Look through the records below for lines containing the string "Final", and report how many there are, nothing else.

···

/// Integration tests for the block tree commands.
///
/// Scenarios:
/// 1. A page with nested blocks gets materialized paths derived from its ancestors
/// 2. list_children / list_page_top_blocks return direct children only, ordered
/// 3. update_block merges meta and keeps the type fixed
/// 4. Nesting fields are classified before anything is written
use noted_lib::commands::block;
use noted_lib::config::NotedConfig;
use noted_lib::engine::RequestContext;
use noted_lib::models::{
    Block, BlockType, CreateBlockPayload, CreatePagePayload, UpdateBlockPayload,
};
use noted_lib::{AppState, BlockError};
use serde_json::json;

async fn setup() -> (AppState, RequestContext) {
    let state = AppState::open(NotedConfig::in_memory()).await.unwrap();
    let ctx = state.context();
    (state, ctx)
}

async fn page(state: &AppState, ctx: &RequestContext, owner: &str, title: &str) -> Block {
    block::create_page(
        state,
        ctx,
        owner,
        CreatePagePayload {
            title: title.to_string(),
            order: 0,
        },
    )
    .await
    .unwrap()
}

fn text_under_page(page_id: &str, order: i64) -> CreateBlockPayload {
    CreateBlockPayload {
        block_type: BlockType::Text,
        meta: json!({ "json": { "text": format!("line {}", order) } }),
        order,
        parent_id: None,
        page_id: Some(page_id.to_string()),
    }
}

fn text_under_parent(parent_id: &str, order: i64) -> CreateBlockPayload {
    CreateBlockPayload {
        block_type: BlockType::Text,
        meta: json!({ "json": { "text": format!("nested {}", order) } }),
        order,
        parent_id: Some(parent_id.to_string()),
        page_id: None,
    }
}

#[tokio::test]
async fn test_nested_paths_follow_ancestors() {
    let (state, ctx) = setup().await;

    let p1 = page(&state, &ctx, "u1", "Notes").await;
    assert_eq!(p1.path.as_str(), p1.id);
    assert_eq!(p1.owner_id.as_deref(), Some("u1"));

    let b1 = block::create_block(&state, &ctx, "u1", text_under_page(&p1.id, 0))
        .await
        .unwrap();
    let b2 = block::create_block(&state, &ctx, "u1", text_under_parent(&b1.id, 0))
        .await
        .unwrap();

    assert_eq!(b1.path.as_str(), format!("{}.{}", p1.id, b1.id));
    assert_eq!(b2.path.as_str(), format!("{}.{}.{}", p1.id, b1.id, b2.id));
    assert_eq!(b2.page_id(), p1.id);
    assert!(b1.owner_id.is_none());

    // Every non-root path is its parent's path plus its own id.
    let parent = b2.path.parent().unwrap();
    assert_eq!(parent, b1.path);
    assert!(p1.path.contains(&b2.path));
}

#[tokio::test]
async fn test_list_children_is_direct_and_ordered() {
    let (state, ctx) = setup().await;
    let p1 = page(&state, &ctx, "u1", "Ordered").await;

    let second = block::create_block(&state, &ctx, "u1", text_under_page(&p1.id, 2))
        .await
        .unwrap();
    let first = block::create_block(&state, &ctx, "u1", text_under_page(&p1.id, 1))
        .await
        .unwrap();
    let grandchild = block::create_block(&state, &ctx, "u1", text_under_parent(&first.id, 0))
        .await
        .unwrap();

    let top = block::list_page_top_blocks(&state, &ctx, "u1", &p1.id)
        .await
        .unwrap();
    let ids: Vec<_> = top.iter().map(|b| b.id.as_str()).collect();
    assert_eq!(ids, vec![first.id.as_str(), second.id.as_str()]);

    let children = block::list_children(&state, &ctx, "u1", &first.id)
        .await
        .unwrap();
    assert_eq!(children.len(), 1);
    assert_eq!(children[0].id, grandchild.id);

    let leaf = block::list_children(&state, &ctx, "u1", &grandchild.id)
        .await
        .unwrap();
    assert!(leaf.is_empty());
}

#[tokio::test]
async fn test_list_page_top_blocks_rejects_non_page() {
    let (state, ctx) = setup().await;
    let p1 = page(&state, &ctx, "u1", "Page").await;
    let b1 = block::create_block(&state, &ctx, "u1", text_under_page(&p1.id, 0))
        .await
        .unwrap();

    let err = block::list_page_top_blocks(&state, &ctx, "u1", &b1.id)
        .await
        .unwrap_err();
    assert!(matches!(err, BlockError::ValidationFailed(_)));
}

#[tokio::test]
async fn test_update_block_merges_meta() {
    let (state, ctx) = setup().await;
    let p1 = page(&state, &ctx, "u1", "Draft").await;
    let container = block::create_block(
        &state,
        &ctx,
        "u1",
        CreateBlockPayload {
            block_type: BlockType::Container,
            meta: json!({ "title": "Section", "collapsed": false }),
            order: 0,
            parent_id: None,
            page_id: Some(p1.id.clone()),
        },
    )
    .await
    .unwrap();

    let mut meta = serde_json::Map::new();
    meta.insert("collapsed".to_string(), json!(true));
    let updated = block::update_block(
        &state,
        &ctx,
        "u1",
        UpdateBlockPayload {
            block_id: container.id.clone(),
            block_type: None,
            meta,
            order: Some(7),
        },
    )
    .await
    .unwrap();

    assert_eq!(updated.meta["title"], "Section");
    assert_eq!(updated.meta["collapsed"], true);
    assert_eq!(updated.order, 7);
    assert_eq!(updated.path, container.path);
    assert!(updated.updated_at >= container.updated_at);

    // Page titles go through the same merge.
    let mut meta = serde_json::Map::new();
    meta.insert("title".to_string(), json!("Final"));
    let renamed = block::update_block(
        &state,
        &ctx,
        "u1",
        UpdateBlockPayload {
            block_id: p1.id.clone(),
            block_type: None,
            meta,
            order: None,
        },
    )
    .await
    .unwrap();
    assert_eq!(renamed.title(), Some("Final"));
}

#[tokio::test]
async fn test_update_block_rejects_type_change_and_bad_meta() {
    let (state, ctx) = setup().await;
    let p1 = page(&state, &ctx, "u1", "Draft").await;
    let b1 = block::create_block(&state, &ctx, "u1", text_under_page(&p1.id, 0))
        .await
        .unwrap();

    let err = block::update_block(
        &state,
        &ctx,
        "u1",
        UpdateBlockPayload {
            block_id: b1.id.clone(),
            block_type: Some(BlockType::Container),
            meta: serde_json::Map::new(),
            order: None,
        },
    )
    .await
    .unwrap_err();
    assert!(matches!(err, BlockError::ValidationFailed(_)));

    let mut meta = serde_json::Map::new();
    meta.insert("json".to_string(), json!("not an object"));
    let err = block::update_block(
        &state,
        &ctx,
        "u1",
        UpdateBlockPayload {
            block_id: b1.id.clone(),
            block_type: None,
            meta,
            order: None,
        },
    )
    .await
    .unwrap_err();
    assert!(matches!(err, BlockError::ValidationFailed(_)));

    let unchanged = block::get_block(&state, &ctx, "u1", &b1.id).await.unwrap();
    assert_eq!(unchanged.meta, b1.meta);
}

#[tokio::test]
async fn test_create_block_nesting_errors() {
    let (state, ctx) = setup().await;
    let p1 = page(&state, &ctx, "u1", "Page").await;
    let b1 = block::create_block(&state, &ctx, "u1", text_under_page(&p1.id, 0))
        .await
        .unwrap();

    // Both targets set.
    let mut both = text_under_page(&p1.id, 0);
    both.parent_id = Some(b1.id.clone());
    let err = block::create_block(&state, &ctx, "u1", both).await.unwrap_err();
    assert!(matches!(err, BlockError::ValidationFailed(_)));

    // Neither set.
    let mut neither = text_under_page(&p1.id, 0);
    neither.page_id = None;
    let err = block::create_block(&state, &ctx, "u1", neither)
        .await
        .unwrap_err();
    assert!(matches!(err, BlockError::ValidationFailed(_)));

    // page_id pointing at a non-page block.
    let err = block::create_block(&state, &ctx, "u1", text_under_page(&b1.id, 0))
        .await
        .unwrap_err();
    assert!(matches!(err, BlockError::ValidationFailed(_)));

    // parent_id pointing at a page.
    let err = block::create_block(&state, &ctx, "u1", text_under_parent(&p1.id, 0))
        .await
        .unwrap_err();
    assert!(matches!(err, BlockError::ValidationFailed(_)));

    // Unknown target.
    let err = block::create_block(&state, &ctx, "u1", text_under_parent("missing", 0))
        .await
        .unwrap_err();
    assert!(matches!(err, BlockError::BlockNotFound(_)));

    let children = block::list_children(&state, &ctx, "u1", &b1.id)
        .await
        .unwrap();
    assert!(children.is_empty());
}

#[tokio::test]
async fn test_create_block_validates_meta_and_type() {
    let (state, ctx) = setup().await;
    let p1 = page(&state, &ctx, "u1", "Page").await;

    let mut bad = text_under_page(&p1.id, 0);
    bad.meta = json!({ "json": {} });
    let err = block::create_block(&state, &ctx, "u1", bad).await.unwrap_err();
    assert!(matches!(err, BlockError::ValidationFailed(_)));

    let mut nested_page = text_under_page(&p1.id, 0);
    nested_page.block_type = BlockType::Page;
    nested_page.meta = json!({ "title": "Sub" });
    let err = block::create_block(&state, &ctx, "u1", nested_page)
        .await
        .unwrap_err();
    assert!(matches!(err, BlockError::ValidationFailed(_)));

    // Types without a registered validator are accepted as-is.
    let custom = block::create_block(
        &state,
        &ctx,
        "u1",
        CreateBlockPayload {
            block_type: BlockType::from("IMAGE"),
            meta: json!({ "src": "cat.png" }),
            order: 0,
            parent_id: None,
            page_id: Some(p1.id.clone()),
        },
    )
    .await
    .unwrap();
    assert_eq!(custom.block_type.as_str(), "IMAGE");
}

#[tokio::test]
async fn test_create_page_requires_title() {
    let (state, ctx) = setup().await;
    let err = block::create_page(
        &state,
        &ctx,
        "u1",
        CreatePagePayload {
            title: String::new(),
            order: 0,
        },
    )
    .await
    .unwrap_err();
    assert!(matches!(err, BlockError::ValidationFailed(_)));

    let titles = block::list_page_titles(&state, &ctx, "u1").await.unwrap();
    assert!(titles.is_empty());
}

#[tokio::test]
async fn test_page_titles_only_list_owned_pages() {
    let (state, ctx) = setup().await;
    let a = page(&state, &ctx, "u1", "Alpha").await;
    page(&state, &ctx, "u2", "Other").await;

    let titles = block::list_page_titles(&state, &ctx, "u1").await.unwrap();
    assert_eq!(titles.len(), 1);
    assert_eq!(titles[0].id, a.id);
    assert_eq!(titles[0].title.as_deref(), Some("Alpha"));
}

···

● **EXERCISE OUTPUT**
2